YOUR INSTRUCTIONS → Please print all the lines below exactly as they are written.

RECORD EXCERPTS →
┌──
#[cfg(test)]
mod tests {
    use super::*;
    use crate::ax25::{Address, Ax25Frame};
    use crate::hdlc::unpack_lsb_first;
    use crate::rrbb::{RawBitBlock, StreamId};

    fn sample_frame_bits() -> Vec<u8> {
        let frame = Ax25Frame {
            addresses: vec![
                Address {
                    callsign: "APDW15".to_string(),
                    ssid: 0,
                    is_last: false,
                    command_bit: false,
                },
                Address {
                    callsign: "WB2OSZ".to_string(),
                    ssid: 9,
                    is_last: true,
                    command_bit: true,
                },
            ],
            control: 0x03,
            pid: 0xF0,
            info: b">retry test".to_vec(),
        };
        unpack_lsb_first(&frame.to_wire())
    }

    fn block_with_bits(bits: Vec<u8>) -> RawBitBlock {
        let mut block = RawBitBlock::new(
            StreamId {
                channel: 0,
                subchannel: 0,
                slicer: 0,
            },
            80.0,
        );
        block.bits = bits;
        block
    }

    #[test]
    fn clean_frame_recovers_at_effort_none() {
        let block = block_with_bits(sample_frame_bits());
        let recovered = recover(&block, FixBits::InvertDouble, SanityTest::None).unwrap();
        assert_eq!(recovered.effort, FixBits::None);
        assert!(recovered.flipped_bits.is_empty());
    }

    #[test]
    fn single_bit_error_recovers_with_invert_single() {
        let mut bits = sample_frame_bits();
        bits[10] ^= 1;
        let block = block_with_bits(bits);
        let recovered = recover(&block, FixBits::InvertSingle, SanityTest::None).unwrap();
        assert_eq!(recovered.effort, FixBits::InvertSingle);
        assert_eq!(recovered.flipped_bits.len(), 1);
    }

    #[test]
    fn single_bit_error_not_recovered_at_effort_none() {
        let mut bits = sample_frame_bits();
        bits[10] ^= 1;
        let block = block_with_bits(bits);
        assert!(recover(&block, FixBits::None, SanityTest::None).is_none());
    }

    #[test]
    fn two_bit_error_recovers_with_invert_double() {
        let mut bits = sample_frame_bits();
        bits[3] ^= 1;
        bits[40] ^= 1;
        let block = block_with_bits(bits);
        let recovered = recover(&block, FixBits::InvertDouble, SanityTest::None).unwrap();
        assert!(recovered.effort <= FixBits::InvertDouble);
        assert_eq!(recovered.flipped_bits.len().min(2), recovered.flipped_bits.len());
    }

    #[test]
    fn scrambled_single_channel_bit_error_recovers_via_redescrambling() {
        // A single flipped *channel* bit fans out to three positions in
        // the descrambled output (the LFSR's two taps plus the bit
        // itself), so a correct retry must flip the channel bit and
        // re-descramble, not flip one descrambled bit directly.
        use crate::demod::baseband::Scrambler;

        let clean_bits = sample_frame_bits();
        let start_state = 0x1ABCDu32 & ((1 << 17) - 1);

        let mut scrambler = Scrambler::new();
        scrambler.restore(start_state);
        let scrambled: Vec<u8> = clean_bits
            .iter()
            .map(|&b| scrambler.scramble_bit(b))
            .collect();

        let flip_at = 10;
        let mut corrupted_scrambled = scrambled.clone();
        corrupted_scrambled[flip_at] ^= 1;

        let mut descrambler = Descrambler::new();
        descrambler.restore(start_state);
        let observed_bits: Vec<u8> = corrupted_scrambled
            .iter()
            .map(|&b| descrambler.descramble_bit(b))
            .collect();
        // The single channel-bit error must have corrupted more than one
        // descrambled bit position, or this test isn't exercising the
        // scenario it claims to.
        assert_ne!(observed_bits, clean_bits);

        let mut block = block_with_bits(observed_bits);
        block.scrambled_bits = Some(corrupted_scrambled);
        block.scrambler_state_at_start = Some(start_state);

        let recovered = recover(&block, FixBits::InvertSingle, SanityTest::None).unwrap();
        assert_eq!(recovered.effort, FixBits::InvertSingle);
        assert_eq!(recovered.flipped_bits, vec![flip_at]);
        assert_eq!(recovered.octets, pack_lsb_first(&clean_bits));
    }

    #[test]
    fn sanity_filter_rejects_non_ax25_garbage_that_passes_crc() {
        // A random byte string that happens to carry a valid FCS but
        // whose address field is not well-formed AX.25 should be
        // rejected once an Ax25 sanity test is requested.
        let garbage_body = vec![0xffu8; 20];
        let framed = crate::crc::append_fcs(&garbage_body);
        let block = block_with_bits(unpack_lsb_first(&framed));
        assert!(recover(&block, FixBits::None, SanityTest::Ax25).is_none());
    }

    #[test]
    fn effort_ordering_is_monotonic() {
        assert!(FixBits::None < FixBits::InvertSingle);
        assert!(FixBits::InvertSingle < FixBits::InvertDouble);
        assert!(FixBits::InvertDouble < FixBits::InvertTriple);
        assert!(FixBits::InvertTriple < FixBits::InvertTwoSep);
    }

    fn aprs_frame_with_info(info: &[u8]) -> Vec<u8> {
        let frame = Ax25Frame {
            addresses: vec![
                Address {
                    callsign: "APDW15".to_string(),
                    ssid: 0,
                    is_last: false,
                    command_bit: false,
                },
                Address {
                    callsign: "WB2OSZ".to_string(),
                    ssid: 9,
                    is_last: true,
                    command_bit: true,
                },
            ],
            control: 0x03,
            pid: 0xF0,
            info: info.to_vec(),
        };
        frame.to_wire()
    }

    #[test]
    fn aprs_sanity_allows_newline_in_info_field() {
        // §4.6's allowed set names 0x0A explicitly; a payload carrying
        // it must not be rejected.
        let wire = aprs_frame_with_info(b"line one\nline two");
        assert!(aprs_sane(&wire));
    }

    #[test]
    fn aprs_sanity_rejects_garbage_even_with_high_bit_first_byte() {
        // A high-bit first byte must not waive the per-byte check for
        // the rest of the payload (every byte here is outside the
        // allowed set apart from the first).
        let wire = aprs_frame_with_info(&[0x80, 0x01, 0x02, 0x03]);
        assert!(!aprs_sane(&wire));
    }

    #[test]
    fn aprs_sanity_accepts_mic_e_style_payload() {
        let wire = aprs_frame_with_info(&[0x1c, b'a', b'b', 0xb0, 0xc2]);
        assert!(aprs_sane(&wire));
    }
}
└──
SOLUTION FOR THIS PROBLEM →
#[cfg(test)]
mod tests {
    use super::*;
    use crate::ax25::{Address, Ax25Frame};
    use crate::hdlc::unpack_lsb_first;
    use crate::rrbb::{RawBitBlock, StreamId};

    fn sample_frame_bits() -> Vec<u8> {
        let frame = Ax25Frame {
            addresses: vec![
                Address {
                    callsign: "APDW15".to_string(),
                    ssid: 0,
                    is_last: false,
                    command_bit: false,
                },
                Address {
                    callsign: "WB2OSZ".to_string(),
                    ssid: 9,
                    is_last: true,
                    command_bit: true,
                },
            ],
            control: 0x03,
            pid: 0xF0,
            info: b">retry test".to_vec(),
        };
        unpack_lsb_first(&frame.to_wire())
    }

    fn block_with_bits(bits: Vec<u8>) -> RawBitBlock {
        let mut block = RawBitBlock::new(
            StreamId {
                channel: 0,
                subchannel: 0,
                slicer: 0,
            },
            80.0,
        );
        block.bits = bits;
        block
    }

    #[test]
    fn clean_frame_recovers_at_effort_none() {
        let block = block_with_bits(sample_frame_bits());
        let recovered = recover(&block, FixBits::InvertDouble, SanityTest::None).unwrap();
        assert_eq!(recovered.effort, FixBits::None);
        assert!(recovered.flipped_bits.is_empty());
    }

    #[test]
    fn single_bit_error_recovers_with_invert_single() {
        let mut bits = sample_frame_bits();
        bits[10] ^= 1;
        let block = block_with_bits(bits);
        let recovered = recover(&block, FixBits::InvertSingle, SanityTest::None).unwrap();
        assert_eq!(recovered.effort, FixBits::InvertSingle);
        assert_eq!(recovered.flipped_bits.len(), 1);
    }

    #[test]
    fn single_bit_error_not_recovered_at_effort_none() {
        let mut bits = sample_frame_bits();
        bits[10] ^= 1;
        let block = block_with_bits(bits);
        assert!(recover(&block, FixBits::None, SanityTest::None).is_none());
    }

    #[test]
    fn two_bit_error_recovers_with_invert_double() {
        let mut bits = sample_frame_bits();
        bits[3] ^= 1;
        bits[40] ^= 1;
        let block = block_with_bits(bits);
        let recovered = recover(&block, FixBits::InvertDouble, SanityTest::None).unwrap();
        assert!(recovered.effort <= FixBits::InvertDouble);
        assert_eq!(recovered.flipped_bits.len().min(2), recovered.flipped_bits.len());
    }

    #[test]
    fn scrambled_single_channel_bit_error_recovers_via_redescrambling() {
        // A single flipped *channel* bit fans out to three positions in
        // the descrambled output (the LFSR's two taps plus the bit
        // itself), so a correct retry must flip the channel bit and
        // re-descramble, not flip one descrambled bit directly.
        use crate::demod::baseband::Scrambler;

        let clean_bits = sample_frame_bits();
        let start_state = 0x1ABCDu32 & ((1 << 17) - 1);

        let mut scrambler = Scrambler::new();
        scrambler.restore(start_state);
        let scrambled: Vec<u8> = clean_bits
            .iter()
            .map(|&b| scrambler.scramble_bit(b))
            .collect();

        let flip_at = 10;
        let mut corrupted_scrambled = scrambled.clone();
        corrupted_scrambled[flip_at] ^= 1;

        let mut descrambler = Descrambler::new();
        descrambler.restore(start_state);
        let observed_bits: Vec<u8> = corrupted_scrambled
            .iter()
            .map(|&b| descrambler.descramble_bit(b))
            .collect();
        // The single channel-bit error must have corrupted more than one
        // descrambled bit position, or this test isn't exercising the
        // scenario it claims to.
        assert_ne!(observed_bits, clean_bits);

        let mut block = block_with_bits(observed_bits);
        block.scrambled_bits = Some(corrupted_scrambled);
        block.scrambler_state_at_start = Some(start_state);

        let recovered = recover(&block, FixBits::InvertSingle, SanityTest::None).unwrap();
        assert_eq!(recovered.effort, FixBits::InvertSingle);
        assert_eq!(recovered.flipped_bits, vec![flip_at]);
        assert_eq!(recovered.octets, pack_lsb_first(&clean_bits));
    }

    #[test]
    fn sanity_filter_rejects_non_ax25_garbage_that_passes_crc() {
        // A random byte string that happens to carry a valid FCS but
        // whose address field is not well-formed AX.25 should be
        // rejected once an Ax25 sanity test is requested.
        let garbage_body = vec![0xffu8; 20];
        let framed = crate::crc::append_fcs(&garbage_body);
        let block = block_with_bits(unpack_lsb_first(&framed));
        assert!(recover(&block, FixBits::None, SanityTest::Ax25).is_none());
    }

    #[test]
    fn effort_ordering_is_monotonic() {
        assert!(FixBits::None < FixBits::InvertSingle);
        assert!(FixBits::InvertSingle < FixBits::InvertDouble);
        assert!(FixBits::InvertDouble < FixBits::InvertTriple);
        assert!(FixBits::InvertTriple < FixBits::InvertTwoSep);
    }

    fn aprs_frame_with_info(info: &[u8]) -> Vec<u8> {
        let frame = Ax25Frame {
            addresses: vec![
                Address {
                    callsign: "APDW15".to_string(),
                    ssid: 0,
                    is_last: false,
                    command_bit: false,
                },
                Address {
                    callsign: "WB2OSZ".to_string(),
                    ssid: 9,
                    is_last: true,
                    command_bit: true,
                },
            ],
            control: 0x03,
            pid: 0xF0,
            info: info.to_vec(),
        };
        frame.to_wire()
    }

    #[test]
    fn aprs_sanity_allows_newline_in_info_field() {
        // §4.6's allowed set names 0x0A explicitly; a payload carrying
        // it must not be rejected.
        let wire = aprs_frame_with_info(b"line one\nline two");
        assert!(aprs_sane(&wire));
    }

    #[test]
    fn aprs_sanity_rejects_garbage_even_with_high_bit_first_byte() {
        // A high-bit first byte must not waive the per-byte check for
        // the rest of the payload (every byte here is outside the
        // allowed set apart from the first).
        let wire = aprs_frame_with_info(&[0x80, 0x01, 0x02, 0x03]);
        assert!(!aprs_sane(&wire));
    }

    #[test]
    fn aprs_sanity_accepts_mic_e_style_payload() {
        let wire = aprs_frame_with_info(&[0x1c, b'a', b'b', 0xb0, 0xc2]);
        assert!(aprs_sane(&wire));
    }
}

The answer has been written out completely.